She showed me some of the older girls’ scars, she must have been only seven or eight years old, they were horrific and covered her whole back, her neck and her arms. Her little sister was around four years old.
The couple already had two teenage children of their own; healthy, happy girls, and they felt very strongly they should do something to help those less fortunate. The mother was well aware of the potential problems that lay ahead, not least that the girls spoke no English, and they spoke no Russian. But they were willing to risk their stable, secure lives to bring in two girls who would otherwise have spent their lives in a dank orphanage and then possibly gone the same way as their mother. And these are the kinds of children Putin is punishing because he is angry that someone has pointed out that murdering innocent lawyers in jail is not the done thing if you want to be part of the civilised world? What a coward.

Copyright: Helena Frith Powell 2012


Filed Under: Children, Pet hates, Politics, blog --> Tagged With: lawyers, orphans, pathetic, putin

One thought on Lawyers, orphans and the pathetic Mr Putin

  • Galina Alexander says:
    2nd June 2013 at 6:22 am

    Oh, please, write about smt you know about instead.
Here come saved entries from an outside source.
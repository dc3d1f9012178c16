use std::sync::Arc;

use wgpu::RenderPass;

use crate::rendering::{
    render_common::RenderCommon,
    shader_loader::{PipelineCache, PipelineCacheBuilder},
};

/// A render pass whose pipelines live in the hot-reloaded [`PipelineCache`]. Pipelines
/// are registered in `create`; `render` skips drawing while they are still missing.
pub trait Pass {
    /// Attachments the pass renders into, recreated with the window
    type TextureViews;

    const LABEL: &'static str;

    fn create(
        device: &wgpu::Device,
        common: Arc<RenderCommon>,
        cache_builder: &mut PipelineCacheBuilder,
    ) -> anyhow::Result<Self>
    where
        Self: Sized;

    fn render<'a, F>(
        &self,
        texture_views: &Self::TextureViews,
        encoder: &mut wgpu::CommandEncoder,
        pipeline_cache: &PipelineCache,
        render_callback: F,
    ) where
        F: FnOnce(&mut RenderPass) + 'a;
}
How about 19 deaths of adopted Russian children in the US and lack of investigation into these cases? This is exactly what ”pathetic” Putin was talking about – total lack of control over their fates – what state would allow that? That Law was long overdue. I am very glad that more would be done for orphans in Russia, just shipping vulnerable out is no option. Our children have a right to live happily in Russia.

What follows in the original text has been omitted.